**YOUR TASK**
Print, exactly as they stand, the lines from the start of the listing to the line containing "borrower with this", inclusive.

**RECORDED INFORMATION**

========================================================================

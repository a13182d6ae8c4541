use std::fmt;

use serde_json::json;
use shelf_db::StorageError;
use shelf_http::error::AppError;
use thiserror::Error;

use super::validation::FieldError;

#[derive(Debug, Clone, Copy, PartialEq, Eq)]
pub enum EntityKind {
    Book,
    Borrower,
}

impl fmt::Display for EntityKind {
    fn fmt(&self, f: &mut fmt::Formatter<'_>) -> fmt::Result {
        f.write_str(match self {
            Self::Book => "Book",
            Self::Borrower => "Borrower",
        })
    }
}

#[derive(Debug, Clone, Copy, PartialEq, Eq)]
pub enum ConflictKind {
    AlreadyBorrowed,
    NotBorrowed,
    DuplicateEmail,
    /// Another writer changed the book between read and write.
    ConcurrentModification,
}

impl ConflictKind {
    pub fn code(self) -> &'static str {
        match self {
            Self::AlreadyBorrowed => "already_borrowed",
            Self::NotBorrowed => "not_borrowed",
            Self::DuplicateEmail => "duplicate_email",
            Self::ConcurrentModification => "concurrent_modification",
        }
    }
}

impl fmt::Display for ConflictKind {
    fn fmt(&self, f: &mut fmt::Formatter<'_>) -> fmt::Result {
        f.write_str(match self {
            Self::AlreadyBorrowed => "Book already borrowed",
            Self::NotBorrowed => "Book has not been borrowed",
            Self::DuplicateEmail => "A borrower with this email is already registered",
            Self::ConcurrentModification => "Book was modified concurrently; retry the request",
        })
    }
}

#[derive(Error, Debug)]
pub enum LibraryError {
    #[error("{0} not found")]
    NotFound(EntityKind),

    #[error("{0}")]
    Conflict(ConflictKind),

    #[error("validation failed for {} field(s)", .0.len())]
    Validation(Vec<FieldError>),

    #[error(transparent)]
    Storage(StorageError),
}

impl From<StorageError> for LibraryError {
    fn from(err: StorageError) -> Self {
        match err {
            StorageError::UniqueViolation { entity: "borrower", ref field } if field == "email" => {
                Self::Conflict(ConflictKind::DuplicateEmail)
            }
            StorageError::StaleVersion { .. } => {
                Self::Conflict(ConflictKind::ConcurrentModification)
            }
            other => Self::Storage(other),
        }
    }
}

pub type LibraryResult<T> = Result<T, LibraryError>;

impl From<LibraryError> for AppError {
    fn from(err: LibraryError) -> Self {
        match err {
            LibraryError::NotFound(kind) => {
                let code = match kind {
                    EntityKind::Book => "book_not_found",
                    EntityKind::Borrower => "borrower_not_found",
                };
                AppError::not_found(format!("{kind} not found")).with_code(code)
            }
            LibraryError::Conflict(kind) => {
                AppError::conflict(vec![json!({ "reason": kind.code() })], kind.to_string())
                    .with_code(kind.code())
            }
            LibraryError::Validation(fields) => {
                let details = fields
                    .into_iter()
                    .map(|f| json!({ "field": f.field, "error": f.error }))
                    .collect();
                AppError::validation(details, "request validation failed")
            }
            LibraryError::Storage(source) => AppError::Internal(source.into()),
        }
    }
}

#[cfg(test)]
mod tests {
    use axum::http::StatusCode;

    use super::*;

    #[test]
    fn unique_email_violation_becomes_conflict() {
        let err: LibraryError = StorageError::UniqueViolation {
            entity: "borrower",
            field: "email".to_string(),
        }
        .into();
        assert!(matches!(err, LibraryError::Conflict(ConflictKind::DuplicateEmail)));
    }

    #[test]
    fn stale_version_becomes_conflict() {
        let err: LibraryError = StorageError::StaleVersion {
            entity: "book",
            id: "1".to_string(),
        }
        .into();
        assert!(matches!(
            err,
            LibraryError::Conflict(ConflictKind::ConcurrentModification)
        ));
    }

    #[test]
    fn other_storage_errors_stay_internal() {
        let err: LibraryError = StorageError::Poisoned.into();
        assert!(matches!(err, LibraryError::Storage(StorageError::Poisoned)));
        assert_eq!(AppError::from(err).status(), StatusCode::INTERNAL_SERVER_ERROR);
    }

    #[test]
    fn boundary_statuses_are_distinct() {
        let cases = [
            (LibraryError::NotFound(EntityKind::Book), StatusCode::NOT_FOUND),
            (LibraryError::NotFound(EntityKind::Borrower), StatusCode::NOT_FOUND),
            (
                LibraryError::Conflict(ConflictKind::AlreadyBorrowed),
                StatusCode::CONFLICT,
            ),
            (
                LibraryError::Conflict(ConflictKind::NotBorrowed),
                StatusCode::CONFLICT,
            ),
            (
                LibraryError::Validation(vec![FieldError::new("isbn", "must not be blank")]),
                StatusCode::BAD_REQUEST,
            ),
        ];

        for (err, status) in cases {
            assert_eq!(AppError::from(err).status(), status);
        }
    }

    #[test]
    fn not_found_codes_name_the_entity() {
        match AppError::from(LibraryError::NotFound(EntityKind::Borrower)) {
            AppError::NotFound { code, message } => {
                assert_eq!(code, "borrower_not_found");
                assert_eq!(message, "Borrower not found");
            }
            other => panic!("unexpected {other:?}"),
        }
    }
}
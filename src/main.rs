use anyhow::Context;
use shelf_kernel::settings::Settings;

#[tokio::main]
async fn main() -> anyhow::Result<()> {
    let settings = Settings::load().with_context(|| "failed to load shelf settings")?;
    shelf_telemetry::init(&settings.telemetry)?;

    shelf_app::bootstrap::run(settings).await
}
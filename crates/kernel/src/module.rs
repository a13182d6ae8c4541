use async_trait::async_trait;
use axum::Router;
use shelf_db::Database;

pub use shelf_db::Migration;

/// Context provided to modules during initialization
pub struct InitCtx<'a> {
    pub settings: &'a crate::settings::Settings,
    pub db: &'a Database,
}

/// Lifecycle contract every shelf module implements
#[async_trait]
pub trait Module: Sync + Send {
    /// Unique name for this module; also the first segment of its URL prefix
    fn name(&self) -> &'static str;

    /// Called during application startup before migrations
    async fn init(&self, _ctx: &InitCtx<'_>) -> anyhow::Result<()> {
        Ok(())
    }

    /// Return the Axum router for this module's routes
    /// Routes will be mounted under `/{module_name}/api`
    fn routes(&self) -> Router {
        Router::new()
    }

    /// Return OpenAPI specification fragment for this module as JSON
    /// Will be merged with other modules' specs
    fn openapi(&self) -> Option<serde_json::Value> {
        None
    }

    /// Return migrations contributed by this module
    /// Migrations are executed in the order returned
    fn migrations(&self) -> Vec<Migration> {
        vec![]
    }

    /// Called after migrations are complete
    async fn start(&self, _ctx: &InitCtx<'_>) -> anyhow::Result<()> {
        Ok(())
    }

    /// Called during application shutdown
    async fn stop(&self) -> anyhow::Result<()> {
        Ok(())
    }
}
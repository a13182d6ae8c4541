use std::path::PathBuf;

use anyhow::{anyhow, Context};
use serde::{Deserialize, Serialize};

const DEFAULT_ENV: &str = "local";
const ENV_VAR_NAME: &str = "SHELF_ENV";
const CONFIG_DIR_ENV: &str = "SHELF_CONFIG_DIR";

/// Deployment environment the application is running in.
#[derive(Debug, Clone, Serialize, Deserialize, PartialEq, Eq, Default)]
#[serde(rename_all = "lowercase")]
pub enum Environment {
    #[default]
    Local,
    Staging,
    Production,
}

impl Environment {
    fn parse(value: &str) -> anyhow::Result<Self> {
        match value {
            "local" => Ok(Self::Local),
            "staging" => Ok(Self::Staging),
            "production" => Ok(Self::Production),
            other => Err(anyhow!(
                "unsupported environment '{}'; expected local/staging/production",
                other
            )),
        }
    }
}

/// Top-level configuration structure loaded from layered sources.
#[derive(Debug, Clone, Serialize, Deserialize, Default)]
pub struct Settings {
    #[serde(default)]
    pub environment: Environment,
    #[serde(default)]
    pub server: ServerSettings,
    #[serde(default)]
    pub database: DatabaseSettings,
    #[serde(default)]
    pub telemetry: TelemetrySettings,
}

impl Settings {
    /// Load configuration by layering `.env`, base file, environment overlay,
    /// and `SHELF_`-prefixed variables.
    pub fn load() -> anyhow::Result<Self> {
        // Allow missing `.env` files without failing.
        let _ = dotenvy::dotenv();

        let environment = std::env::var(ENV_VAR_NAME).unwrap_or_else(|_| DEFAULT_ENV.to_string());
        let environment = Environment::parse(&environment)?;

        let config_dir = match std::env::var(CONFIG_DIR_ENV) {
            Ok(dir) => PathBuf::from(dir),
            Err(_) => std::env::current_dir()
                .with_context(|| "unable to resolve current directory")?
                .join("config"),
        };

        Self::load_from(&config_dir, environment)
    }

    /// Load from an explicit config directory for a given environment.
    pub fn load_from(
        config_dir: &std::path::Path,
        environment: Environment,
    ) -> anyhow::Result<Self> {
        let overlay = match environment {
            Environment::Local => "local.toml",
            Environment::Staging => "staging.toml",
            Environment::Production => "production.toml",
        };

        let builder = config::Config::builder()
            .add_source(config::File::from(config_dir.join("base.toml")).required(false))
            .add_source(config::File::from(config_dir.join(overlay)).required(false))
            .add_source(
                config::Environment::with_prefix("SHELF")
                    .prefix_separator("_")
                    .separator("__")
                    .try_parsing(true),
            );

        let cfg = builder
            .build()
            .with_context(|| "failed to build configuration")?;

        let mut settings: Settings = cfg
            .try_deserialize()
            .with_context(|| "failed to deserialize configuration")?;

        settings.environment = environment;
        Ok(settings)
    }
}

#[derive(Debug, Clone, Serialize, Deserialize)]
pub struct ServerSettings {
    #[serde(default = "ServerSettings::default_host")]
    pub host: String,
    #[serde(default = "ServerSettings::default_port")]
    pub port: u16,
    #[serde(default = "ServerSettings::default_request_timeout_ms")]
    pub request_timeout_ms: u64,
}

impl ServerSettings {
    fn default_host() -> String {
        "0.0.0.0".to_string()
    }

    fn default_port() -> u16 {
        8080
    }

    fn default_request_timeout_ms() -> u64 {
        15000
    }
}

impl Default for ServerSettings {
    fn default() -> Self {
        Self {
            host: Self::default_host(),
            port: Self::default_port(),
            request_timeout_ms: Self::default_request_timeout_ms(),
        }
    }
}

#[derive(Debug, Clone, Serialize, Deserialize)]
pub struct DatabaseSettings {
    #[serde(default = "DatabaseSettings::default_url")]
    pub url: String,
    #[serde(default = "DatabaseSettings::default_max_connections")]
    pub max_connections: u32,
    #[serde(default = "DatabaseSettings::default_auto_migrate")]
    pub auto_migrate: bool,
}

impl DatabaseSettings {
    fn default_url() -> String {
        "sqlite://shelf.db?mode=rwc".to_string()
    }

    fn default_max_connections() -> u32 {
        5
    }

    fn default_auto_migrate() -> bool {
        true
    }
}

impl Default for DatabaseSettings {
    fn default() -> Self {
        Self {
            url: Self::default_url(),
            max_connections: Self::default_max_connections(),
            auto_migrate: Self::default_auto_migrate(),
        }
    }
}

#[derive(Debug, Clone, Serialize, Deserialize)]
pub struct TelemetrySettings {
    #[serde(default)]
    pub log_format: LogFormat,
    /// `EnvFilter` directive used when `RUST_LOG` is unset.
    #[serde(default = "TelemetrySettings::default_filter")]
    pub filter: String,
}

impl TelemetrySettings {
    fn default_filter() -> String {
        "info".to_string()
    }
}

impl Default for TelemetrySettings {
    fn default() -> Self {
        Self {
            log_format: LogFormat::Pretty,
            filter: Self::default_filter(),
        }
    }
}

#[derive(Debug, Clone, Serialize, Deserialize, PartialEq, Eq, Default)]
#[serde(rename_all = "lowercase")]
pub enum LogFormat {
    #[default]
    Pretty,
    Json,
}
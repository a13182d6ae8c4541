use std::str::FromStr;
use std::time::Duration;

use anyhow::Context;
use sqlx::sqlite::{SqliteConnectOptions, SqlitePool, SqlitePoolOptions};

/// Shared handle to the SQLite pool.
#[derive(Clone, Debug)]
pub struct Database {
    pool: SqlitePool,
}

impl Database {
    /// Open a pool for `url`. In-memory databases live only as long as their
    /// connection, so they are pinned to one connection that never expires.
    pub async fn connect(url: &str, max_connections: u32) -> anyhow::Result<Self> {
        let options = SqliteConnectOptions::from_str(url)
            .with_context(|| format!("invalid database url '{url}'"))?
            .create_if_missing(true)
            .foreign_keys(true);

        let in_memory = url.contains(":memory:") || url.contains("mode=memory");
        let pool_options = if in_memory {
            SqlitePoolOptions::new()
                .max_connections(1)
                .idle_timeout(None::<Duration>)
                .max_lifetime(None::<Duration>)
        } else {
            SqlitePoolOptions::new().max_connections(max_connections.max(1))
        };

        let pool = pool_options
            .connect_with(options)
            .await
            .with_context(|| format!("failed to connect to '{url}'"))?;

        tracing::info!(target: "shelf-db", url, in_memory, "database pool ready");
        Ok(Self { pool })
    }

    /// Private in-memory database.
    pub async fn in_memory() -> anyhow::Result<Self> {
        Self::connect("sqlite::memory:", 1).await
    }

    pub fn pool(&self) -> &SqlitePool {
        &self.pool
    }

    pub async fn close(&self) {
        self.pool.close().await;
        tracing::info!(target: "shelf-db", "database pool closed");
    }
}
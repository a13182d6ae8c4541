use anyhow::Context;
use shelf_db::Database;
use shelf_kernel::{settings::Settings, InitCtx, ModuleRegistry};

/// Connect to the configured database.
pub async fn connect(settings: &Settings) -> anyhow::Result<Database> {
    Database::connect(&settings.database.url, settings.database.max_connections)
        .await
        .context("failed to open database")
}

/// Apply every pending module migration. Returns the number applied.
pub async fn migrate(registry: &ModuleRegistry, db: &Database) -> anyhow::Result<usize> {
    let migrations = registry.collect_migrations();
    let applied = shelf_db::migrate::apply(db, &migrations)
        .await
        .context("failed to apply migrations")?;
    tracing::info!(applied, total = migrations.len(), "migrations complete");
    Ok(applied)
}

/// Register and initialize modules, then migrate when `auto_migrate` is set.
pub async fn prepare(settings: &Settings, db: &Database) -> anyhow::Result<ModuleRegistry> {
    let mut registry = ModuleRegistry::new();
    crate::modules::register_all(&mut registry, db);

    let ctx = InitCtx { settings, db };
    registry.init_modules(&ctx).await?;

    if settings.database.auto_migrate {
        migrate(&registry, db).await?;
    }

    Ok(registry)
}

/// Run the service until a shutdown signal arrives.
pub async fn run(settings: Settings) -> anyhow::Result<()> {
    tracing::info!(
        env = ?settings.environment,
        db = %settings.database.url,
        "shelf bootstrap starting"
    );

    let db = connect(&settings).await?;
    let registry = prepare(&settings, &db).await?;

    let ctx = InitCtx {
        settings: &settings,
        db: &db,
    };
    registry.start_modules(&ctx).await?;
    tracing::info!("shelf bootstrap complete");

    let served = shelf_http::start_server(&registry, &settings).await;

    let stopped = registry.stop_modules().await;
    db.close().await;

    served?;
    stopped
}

========================================================================

**SOLUTION TO THIS TASK**
repository a13182d6ae8c4541
use std::fmt;

use serde_json::json;
use shelf_db::StorageError;
use shelf_http::error::AppError;
use thiserror::Error;

use super::validation::FieldError;

#[derive(Debug, Clone, Copy, PartialEq, Eq)]
pub enum EntityKind {
    Book,
    Borrower,
}

impl fmt::Display for EntityKind {
    fn fmt(&self, f: &mut fmt::Formatter<'_>) -> fmt::Result {
        f.write_str(match self {
            Self::Book => "Book",
            Self::Borrower => "Borrower",
        })
    }
}

#[derive(Debug, Clone, Copy, PartialEq, Eq)]
pub enum ConflictKind {
    AlreadyBorrowed,
    NotBorrowed,
    DuplicateEmail,
    /// Another writer changed the book between read and write.
    ConcurrentModification,
}

impl ConflictKind {
    pub fn code(self) -> &'static str {
        match self {
            Self::AlreadyBorrowed => "already_borrowed",
            Self::NotBorrowed => "not_borrowed",
            Self::DuplicateEmail => "duplicate_email",
            Self::ConcurrentModification => "concurrent_modification",
        }
    }
}

impl fmt::Display for ConflictKind {
    fn fmt(&self, f: &mut fmt::Formatter<'_>) -> fmt::Result {
        f.write_str(match self {
            Self::AlreadyBorrowed => "Book already borrowed",
            Self::NotBorrowed => "Book has not been borrowed",
            Self::DuplicateEmail => "A borrower with this email is already registered",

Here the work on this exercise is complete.